Bellefontaine Examiner
- Type: Daily newspaper
- Owner: CherryRoad Media
- Founder: Thomas A. Hubbard Sr.
- Founded: 1871
- City: Bellefontaine, Ohio
- Country: United States
- ISSN: 0747-3273
- OCLC number: 10742362
- Website: examiner.org

= Bellefontaine Examiner =

The Bellefontaine Examiner is a daily newspaper published at Bellefontaine, Ohio, United States. The newspaper covers international and national, regional and local topics, with a focus on stories affecting the surrounding Logan County.

== History ==
In 1871, Thomas A. Hubbard Sr. founded The Weekly Examiner. In 1891, his sons, Edwin “E.O.” Hubbard and Horace “H.K.” Hubbard, founded The Daily Examiner. In 1949, the paper’s name changed to the Bellefontaine Examiner. In December 2025, the paper ceased.

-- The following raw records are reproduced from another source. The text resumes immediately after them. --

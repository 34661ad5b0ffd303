//! HTTP protocol handling subsystem.
//!
//! # Data Flow
//! ```text
//! TCP connection
//!     → server.rs (Axum setup, request id, timeout, trace)
//!     → exchange.rs (request-scoped context)
//!     → [routing resolves route + request URL]
//!     → [filter chain]
//!         → dispatch.rs (forward:// served in-process)
//!         → transport.rs (http:// forwarded upstream)
//!     → response taken from the exchange
//! ```

pub mod dispatch;
pub mod exchange;
pub mod server;
pub mod transport;

pub use exchange::{Exchange, X_REQUEST_ID};
pub use server::HttpServer;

The Hubbard family then transferred ownership to CherryRoad Media who relaunched the paper on Aug. 3, 2026.

== History ==
The Examiner is the latest in a series of newspapers which have been published in Bellefontaine:
- Gazette, February 18, 1831-c. 1835
- Bellefontaine Gazette and Logan County Advertiser, January 30, 1836-1836
- Bellefontaine O. Gazette, 1836-1838
- Bellefontaine Gazette, 1838-1840
- Logan Gazette, 1840-1854. William Lawrence served as the editor of this newspaper, 1845-1847.
- Logan County Gazette, 1854-1863. This is the first newspaper published by the Hubbard family.